[Stored items]
==================================================
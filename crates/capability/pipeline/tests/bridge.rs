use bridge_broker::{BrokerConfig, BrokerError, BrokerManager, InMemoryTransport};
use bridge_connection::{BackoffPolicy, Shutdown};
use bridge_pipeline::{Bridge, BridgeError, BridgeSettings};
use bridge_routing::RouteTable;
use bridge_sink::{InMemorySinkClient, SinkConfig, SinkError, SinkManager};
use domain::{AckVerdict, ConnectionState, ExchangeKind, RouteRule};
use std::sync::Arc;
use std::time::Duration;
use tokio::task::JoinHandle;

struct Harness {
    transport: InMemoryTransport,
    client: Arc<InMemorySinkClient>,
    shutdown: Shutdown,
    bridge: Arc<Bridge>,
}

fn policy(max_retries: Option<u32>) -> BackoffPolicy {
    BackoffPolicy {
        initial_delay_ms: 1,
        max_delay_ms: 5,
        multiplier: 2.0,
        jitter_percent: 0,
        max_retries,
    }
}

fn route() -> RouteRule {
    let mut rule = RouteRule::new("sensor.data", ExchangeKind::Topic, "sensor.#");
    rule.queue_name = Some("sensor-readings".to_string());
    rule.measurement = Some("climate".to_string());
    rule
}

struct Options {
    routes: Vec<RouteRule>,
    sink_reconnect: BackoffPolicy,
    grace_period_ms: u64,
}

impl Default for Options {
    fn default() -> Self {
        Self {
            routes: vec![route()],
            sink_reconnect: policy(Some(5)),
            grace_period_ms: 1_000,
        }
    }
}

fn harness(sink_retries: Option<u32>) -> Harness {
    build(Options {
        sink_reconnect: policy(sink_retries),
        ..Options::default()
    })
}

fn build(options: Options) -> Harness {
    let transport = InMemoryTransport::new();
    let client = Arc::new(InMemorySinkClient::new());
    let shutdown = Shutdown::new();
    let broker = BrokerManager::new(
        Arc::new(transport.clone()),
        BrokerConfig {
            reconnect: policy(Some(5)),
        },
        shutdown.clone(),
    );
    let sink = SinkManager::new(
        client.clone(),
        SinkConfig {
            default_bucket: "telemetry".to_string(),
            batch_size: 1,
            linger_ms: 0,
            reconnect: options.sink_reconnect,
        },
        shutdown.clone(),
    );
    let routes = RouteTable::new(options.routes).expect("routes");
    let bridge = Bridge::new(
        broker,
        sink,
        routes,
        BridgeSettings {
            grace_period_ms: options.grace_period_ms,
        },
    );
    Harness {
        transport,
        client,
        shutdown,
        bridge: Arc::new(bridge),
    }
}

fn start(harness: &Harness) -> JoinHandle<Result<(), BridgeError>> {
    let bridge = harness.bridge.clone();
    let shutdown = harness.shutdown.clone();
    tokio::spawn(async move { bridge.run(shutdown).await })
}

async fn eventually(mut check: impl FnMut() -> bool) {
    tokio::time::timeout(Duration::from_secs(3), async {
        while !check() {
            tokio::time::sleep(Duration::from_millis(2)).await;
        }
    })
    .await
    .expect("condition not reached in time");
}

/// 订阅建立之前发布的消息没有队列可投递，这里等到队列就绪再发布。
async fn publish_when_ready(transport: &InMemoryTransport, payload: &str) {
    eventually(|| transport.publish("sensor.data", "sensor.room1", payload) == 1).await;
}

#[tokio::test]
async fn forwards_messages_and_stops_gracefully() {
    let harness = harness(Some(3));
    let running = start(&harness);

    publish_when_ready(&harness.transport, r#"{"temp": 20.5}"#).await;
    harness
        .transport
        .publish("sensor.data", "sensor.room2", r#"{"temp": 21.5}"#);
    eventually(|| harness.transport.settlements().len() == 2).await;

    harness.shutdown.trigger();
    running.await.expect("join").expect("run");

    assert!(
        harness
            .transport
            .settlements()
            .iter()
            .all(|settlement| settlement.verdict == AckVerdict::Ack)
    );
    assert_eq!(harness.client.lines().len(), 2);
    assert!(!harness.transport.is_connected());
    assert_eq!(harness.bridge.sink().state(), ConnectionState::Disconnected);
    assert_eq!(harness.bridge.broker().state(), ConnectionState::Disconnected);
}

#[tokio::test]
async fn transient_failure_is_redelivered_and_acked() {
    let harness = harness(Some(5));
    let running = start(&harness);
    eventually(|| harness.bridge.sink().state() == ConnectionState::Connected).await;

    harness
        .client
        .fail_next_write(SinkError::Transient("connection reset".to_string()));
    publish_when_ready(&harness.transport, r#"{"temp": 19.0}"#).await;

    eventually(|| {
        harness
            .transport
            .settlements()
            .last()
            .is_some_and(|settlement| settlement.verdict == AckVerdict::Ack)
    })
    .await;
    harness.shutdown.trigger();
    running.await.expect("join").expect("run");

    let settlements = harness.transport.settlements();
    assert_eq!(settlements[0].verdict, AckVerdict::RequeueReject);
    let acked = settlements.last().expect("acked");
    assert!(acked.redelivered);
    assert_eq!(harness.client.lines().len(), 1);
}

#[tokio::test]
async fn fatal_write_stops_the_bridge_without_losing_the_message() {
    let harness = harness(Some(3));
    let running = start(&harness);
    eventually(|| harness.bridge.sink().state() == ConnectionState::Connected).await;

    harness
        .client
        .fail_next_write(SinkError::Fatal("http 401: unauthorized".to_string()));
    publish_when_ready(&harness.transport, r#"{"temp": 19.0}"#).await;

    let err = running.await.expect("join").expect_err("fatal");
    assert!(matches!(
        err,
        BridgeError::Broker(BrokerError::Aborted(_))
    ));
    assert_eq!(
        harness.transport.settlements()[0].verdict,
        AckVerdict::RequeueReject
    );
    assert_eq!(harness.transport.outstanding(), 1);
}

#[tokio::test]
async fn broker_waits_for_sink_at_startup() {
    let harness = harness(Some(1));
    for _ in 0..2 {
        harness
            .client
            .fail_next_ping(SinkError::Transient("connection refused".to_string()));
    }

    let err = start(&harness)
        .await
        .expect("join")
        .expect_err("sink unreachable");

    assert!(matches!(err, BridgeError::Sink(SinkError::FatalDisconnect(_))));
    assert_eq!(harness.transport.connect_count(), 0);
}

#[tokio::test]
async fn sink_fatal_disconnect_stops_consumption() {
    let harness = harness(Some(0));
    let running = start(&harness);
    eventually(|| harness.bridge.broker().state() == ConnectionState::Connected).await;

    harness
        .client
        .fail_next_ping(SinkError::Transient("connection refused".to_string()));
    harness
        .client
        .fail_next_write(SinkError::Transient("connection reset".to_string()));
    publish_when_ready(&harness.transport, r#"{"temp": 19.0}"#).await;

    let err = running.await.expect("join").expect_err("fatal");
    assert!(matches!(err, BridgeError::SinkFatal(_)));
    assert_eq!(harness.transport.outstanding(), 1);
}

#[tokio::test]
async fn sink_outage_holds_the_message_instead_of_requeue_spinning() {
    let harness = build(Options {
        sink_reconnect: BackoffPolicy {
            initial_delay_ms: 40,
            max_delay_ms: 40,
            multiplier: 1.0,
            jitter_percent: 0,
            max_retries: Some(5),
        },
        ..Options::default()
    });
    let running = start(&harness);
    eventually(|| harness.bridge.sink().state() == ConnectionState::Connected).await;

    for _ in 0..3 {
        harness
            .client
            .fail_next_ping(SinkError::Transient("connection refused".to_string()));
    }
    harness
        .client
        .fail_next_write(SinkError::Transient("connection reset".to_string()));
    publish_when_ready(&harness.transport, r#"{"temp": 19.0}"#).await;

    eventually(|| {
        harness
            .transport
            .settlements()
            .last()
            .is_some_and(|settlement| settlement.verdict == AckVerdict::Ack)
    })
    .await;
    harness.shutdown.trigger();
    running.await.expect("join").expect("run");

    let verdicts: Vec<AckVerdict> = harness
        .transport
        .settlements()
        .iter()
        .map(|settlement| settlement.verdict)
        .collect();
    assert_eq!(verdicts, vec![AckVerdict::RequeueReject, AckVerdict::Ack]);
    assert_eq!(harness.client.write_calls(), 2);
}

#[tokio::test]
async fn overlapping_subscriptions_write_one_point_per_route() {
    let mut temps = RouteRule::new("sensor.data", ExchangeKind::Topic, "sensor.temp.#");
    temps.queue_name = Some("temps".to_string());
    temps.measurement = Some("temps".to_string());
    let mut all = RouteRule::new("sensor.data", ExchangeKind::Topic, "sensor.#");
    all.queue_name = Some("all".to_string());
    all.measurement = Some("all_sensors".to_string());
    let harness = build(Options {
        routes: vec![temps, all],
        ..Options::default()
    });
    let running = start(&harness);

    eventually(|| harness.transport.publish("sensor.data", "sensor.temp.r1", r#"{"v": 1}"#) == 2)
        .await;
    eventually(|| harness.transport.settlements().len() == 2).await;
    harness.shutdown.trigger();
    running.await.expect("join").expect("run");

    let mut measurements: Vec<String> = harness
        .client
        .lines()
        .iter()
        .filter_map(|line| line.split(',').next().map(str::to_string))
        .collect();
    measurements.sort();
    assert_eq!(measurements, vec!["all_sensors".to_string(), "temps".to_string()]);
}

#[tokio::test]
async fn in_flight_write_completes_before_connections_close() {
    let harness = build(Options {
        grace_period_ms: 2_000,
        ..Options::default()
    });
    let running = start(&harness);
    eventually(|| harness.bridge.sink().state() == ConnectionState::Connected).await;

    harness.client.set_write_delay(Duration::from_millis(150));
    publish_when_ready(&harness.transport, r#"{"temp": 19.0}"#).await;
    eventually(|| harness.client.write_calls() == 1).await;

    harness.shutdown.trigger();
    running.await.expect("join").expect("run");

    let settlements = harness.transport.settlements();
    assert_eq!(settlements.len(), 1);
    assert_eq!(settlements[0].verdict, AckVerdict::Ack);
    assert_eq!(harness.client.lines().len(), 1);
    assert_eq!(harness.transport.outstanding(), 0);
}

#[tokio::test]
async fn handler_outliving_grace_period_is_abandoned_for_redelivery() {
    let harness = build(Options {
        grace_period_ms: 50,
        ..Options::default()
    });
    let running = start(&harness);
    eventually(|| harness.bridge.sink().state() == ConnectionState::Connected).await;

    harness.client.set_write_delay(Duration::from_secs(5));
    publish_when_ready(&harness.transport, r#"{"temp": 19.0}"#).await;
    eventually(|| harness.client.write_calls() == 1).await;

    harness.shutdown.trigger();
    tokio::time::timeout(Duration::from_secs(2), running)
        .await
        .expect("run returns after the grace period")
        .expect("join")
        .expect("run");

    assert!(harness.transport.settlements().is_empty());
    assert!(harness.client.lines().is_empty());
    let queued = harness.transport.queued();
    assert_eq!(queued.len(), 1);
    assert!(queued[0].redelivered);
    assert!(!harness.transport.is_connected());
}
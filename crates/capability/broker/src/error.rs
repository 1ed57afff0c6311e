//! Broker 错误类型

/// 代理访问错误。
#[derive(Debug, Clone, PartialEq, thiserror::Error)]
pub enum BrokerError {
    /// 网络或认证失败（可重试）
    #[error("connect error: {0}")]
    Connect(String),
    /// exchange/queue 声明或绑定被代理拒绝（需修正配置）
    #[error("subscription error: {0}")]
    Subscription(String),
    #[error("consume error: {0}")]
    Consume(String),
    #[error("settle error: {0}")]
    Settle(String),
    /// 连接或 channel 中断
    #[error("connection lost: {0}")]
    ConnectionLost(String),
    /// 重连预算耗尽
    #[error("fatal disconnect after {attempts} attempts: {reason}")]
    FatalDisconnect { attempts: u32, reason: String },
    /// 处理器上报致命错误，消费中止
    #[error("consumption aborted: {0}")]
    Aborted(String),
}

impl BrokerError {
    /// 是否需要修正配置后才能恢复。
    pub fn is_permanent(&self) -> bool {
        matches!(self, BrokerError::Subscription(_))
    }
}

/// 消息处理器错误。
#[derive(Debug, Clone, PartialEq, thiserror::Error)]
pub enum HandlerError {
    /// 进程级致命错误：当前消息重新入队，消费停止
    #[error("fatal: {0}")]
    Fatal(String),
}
==================================================
THE TASK:
Would you set down, word for word, the lines from the opening of the entries above through the line with "fn route() ->", both included, and no others?

WRITTEN REPLY:
filename crates/capability/pipeline/tests/bridge.rs
use bridge_broker::{BrokerConfig, BrokerError, BrokerManager, InMemoryTransport};
use bridge_connection::{BackoffPolicy, Shutdown};
use bridge_pipeline::{Bridge, BridgeError, BridgeSettings};
use bridge_routing::RouteTable;
use bridge_sink::{InMemorySinkClient, SinkConfig, SinkError, SinkManager};
use domain::{AckVerdict, ConnectionState, ExchangeKind, RouteRule};
use std::sync::Arc;
use std::time::Duration;
use tokio::task::JoinHandle;

struct Harness {
    transport: InMemoryTransport,
    client: Arc<InMemorySinkClient>,
    shutdown: Shutdown,
    bridge: Arc<Bridge>,
}

fn policy(max_retries: Option<u32>) -> BackoffPolicy {
    BackoffPolicy {
        initial_delay_ms: 1,
        max_delay_ms: 5,
        multiplier: 2.0,
        jitter_percent: 0,
        max_retries,
    }
}

fn route() -> RouteRule {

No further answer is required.